Hawk-like Birds

Turkey Vulture Turkey Vulture
Cathartes aura


25-32" (64-81 cm). W. 6' (1.8 m). Eagle-sized blackish bird, usually seen soaring over the countryside. In flight, the long wings are held upward in a wide, shallow V; flight feathers silvery below. Tail long; head small, bare, and reddish; gray in immatures. Similar to Black Vulture, but wings narrower; flaps wings less frequently and rolls and sways from side to side.


Usually silent; hisses or grunts when feeding or at nest.


Mainly deciduous forests and woodlands; often seen over adjacent farmlands.


2 whitish eggs, heavily marked with dark brown, placed without nest or lining in a crevice in rocks, in a hollow tree, or in a fallen hollow log.

Turkey Vulture


Breeds from southern British Columbia, central Saskatchewan, Great Lakes, and New Hampshire southward. Winters in Southwest, and in East northward to southern New England.

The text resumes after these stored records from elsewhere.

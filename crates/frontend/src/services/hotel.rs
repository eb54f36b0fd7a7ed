//! Hotel lookup against the admin API

use crate::client::AdminApi;
use async_trait::async_trait;
use hotel_console_core::storage::keys;
use hotel_console_core::{Error, HotelCheck, HotelLookup, KeyValueStore, Result};
use reqwest::Method;
use serde::{Deserialize, Serialize};
use std::rc::Rc;

/// Hotels owned by the signed-in admin
pub const ADMIN_HOTELS_PATH: &str = "/api/admin/hotels";

#[derive(Debug, Clone, PartialEq, Eq, Serialize, Deserialize)]
pub struct HotelSummary {
    pub id: String,
    #[serde(default)]
    pub name: Option<String>,
}

/// Answers the post-login "does this admin have a hotel" question
#[derive(Clone)]
pub struct HotelService {
    api: AdminApi,
    storage: Rc<dyn KeyValueStore>,
}

impl HotelService {
    pub fn new(api: AdminApi, storage: Rc<dyn KeyValueStore>) -> Self {
        Self { api, storage }
    }

    /// List the admin's hotels
    pub async fn list_hotels(&self) -> Result<Vec<HotelSummary>> {
        let request = self.api.request(Method::GET, ADMIN_HOTELS_PATH);
        self.api
            .execute(request)
            .await
            .map_err(|e| Error::lookup_failed(e.to_string()))
    }
}

#[async_trait(?Send)]
impl HotelLookup for HotelService {
    async fn check_admin_hotels(&self) -> Result<HotelCheck> {
        let hotels = self.list_hotels().await?;

        let Some(hotel) = hotels.into_iter().next() else {
            return Ok(HotelCheck::missing());
        };

        if let Err(e) = self.storage.set(keys::CURRENT_HOTEL_ID, &hotel.id) {
            tracing::warn!(error = %e, "Failed to persist selected hotel");
        }
        Ok(HotelCheck::found(hotel.id))
    }
}
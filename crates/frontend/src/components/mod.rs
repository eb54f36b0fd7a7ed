//! Reusable UI components

pub mod layout;
pub mod spinner;

pub use layout::Layout;
pub use spinner::{LoadingScreen, LoadingSpinner};
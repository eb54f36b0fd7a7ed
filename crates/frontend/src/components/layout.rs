//! Shared layout for the per-hotel screens

use crate::auth::use_auth;
use crate::router::AppRoute;
use hotel_console_core::HotelPage;
use yew::prelude::*;
use yew_router::prelude::*;

#[derive(Properties, PartialEq)]
pub struct LayoutProps {
    pub hotel_id: AttrValue,
    pub active: HotelPage,
    pub children: Children,
}

#[function_component(Layout)]
pub fn layout(props: &LayoutProps) -> Html {
    let auth = use_auth();
    let navigator = use_navigator();

    let on_logout = {
        let auth = auth.clone();
        Callback::from(move |_: MouseEvent| {
            if let Some(navigator) = navigator.clone() {
                auth.logout(navigator);
            }
        })
    };

    let user_label = auth
        .current_user()
        .map(|user| format!("{} ({})", user.username, user.role))
        .unwrap_or_default();

    html! {
        <div class="min-h-screen flex bg-white dark:bg-gray-900">
            <nav class="w-60 bg-gray-50 dark:bg-gray-800 border-r border-gray-200 dark:border-gray-700 p-4 flex flex-col gap-1">
                <h1 class="text-xl font-bold text-gray-900 dark:text-white mb-4">{"Hotel Console"}</h1>
                { for HotelPage::ALL.into_iter().map(|page| {
                    let class = if page == props.active {
                        "px-3 py-2 rounded-lg text-sm font-medium bg-blue-600 text-white"
                    } else {
                        "px-3 py-2 rounded-lg text-sm font-medium text-gray-700 dark:text-gray-300 hover:bg-gray-200 dark:hover:bg-gray-700"
                    };
                    html! {
                        <Link<AppRoute>
                            classes={classes!(class)}
                            to={AppRoute::Hotel { hotel_id: props.hotel_id.to_string(), page }}
                        >
                            {page.title()}
                        </Link<AppRoute>>
                    }
                }) }
            </nav>
            <div class="flex-1 flex flex-col">
                <header class="p-4 border-b border-gray-200 dark:border-gray-700 flex justify-between items-center">
                    <span class="text-sm text-gray-500 dark:text-gray-400">{user_label}</span>
                    <button
                        onclick={on_logout}
                        class="px-4 py-2 text-sm font-medium text-gray-700 dark:text-gray-300 bg-gray-100 dark:bg-gray-700 hover:bg-gray-200 dark:hover:bg-gray-600 rounded-lg transition-colors"
                    >
                        {"Logout"}
                    </button>
                </header>
                <main class="flex-1 overflow-auto p-6">
                    {props.children.clone()}
                </main>
            </div>
        </div>
    }
}
//! API services used by the shell

pub mod auth;
pub mod hotel;

pub use auth::AuthApiService;
pub use hotel::{HotelService, HotelSummary};
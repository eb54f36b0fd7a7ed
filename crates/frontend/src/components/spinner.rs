//! Loading spinner component

use yew::prelude::*;

#[derive(Properties, Clone, PartialEq)]
pub struct SpinnerProps {
    #[prop_or_default]
    pub text: Option<String>,
}

#[function_component(LoadingSpinner)]
pub fn loading_spinner(props: &SpinnerProps) -> Html {
    html! {
        <div class="text-center p-10">
            <div class="w-12 h-12 border-4 border-blue-500 border-t-transparent rounded-full animate-spin mx-auto mb-4"></div>
            if let Some(text) = &props.text {
                <p class="text-gray-600 dark:text-gray-300 text-sm m-0">{text}</p>
            }
        </div>
    }
}

/// Full-screen state shown while the session is being set up
#[function_component(LoadingScreen)]
pub fn loading_screen() -> Html {
    html! {
        <div class="min-h-screen flex items-center justify-center bg-gradient-to-br from-slate-50 to-slate-100 dark:from-slate-900 dark:to-slate-800">
            <div class="text-center">
                <h3 class="text-lg font-semibold text-gray-900 dark:text-white mb-2">{"Setting up your account"}</h3>
                <LoadingSpinner text={Some("Please wait while we check your hotel configuration...".to_string())} />
            </div>
        </div>
    }
}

The most common and widespread of the New World vultures, this species nests throughout all of the United States except northern New England. Soaring for hours over woodland and nearby open country, the Turkey Vulture searches for carcasses, locating them at least partly by means of its acute sense of smell. As they soar, these "buzzards" ride on rising columns of warm air called thermals to save energy as they cover miles of territory. The importance of this energy saving is clear from the fact that we seldom see a Turkey Vulture on a windless day, when thermals do not form. Turkey Vultures are valuable for their removal of garbage and disease-causing carrion. At night they often gather in large roosts.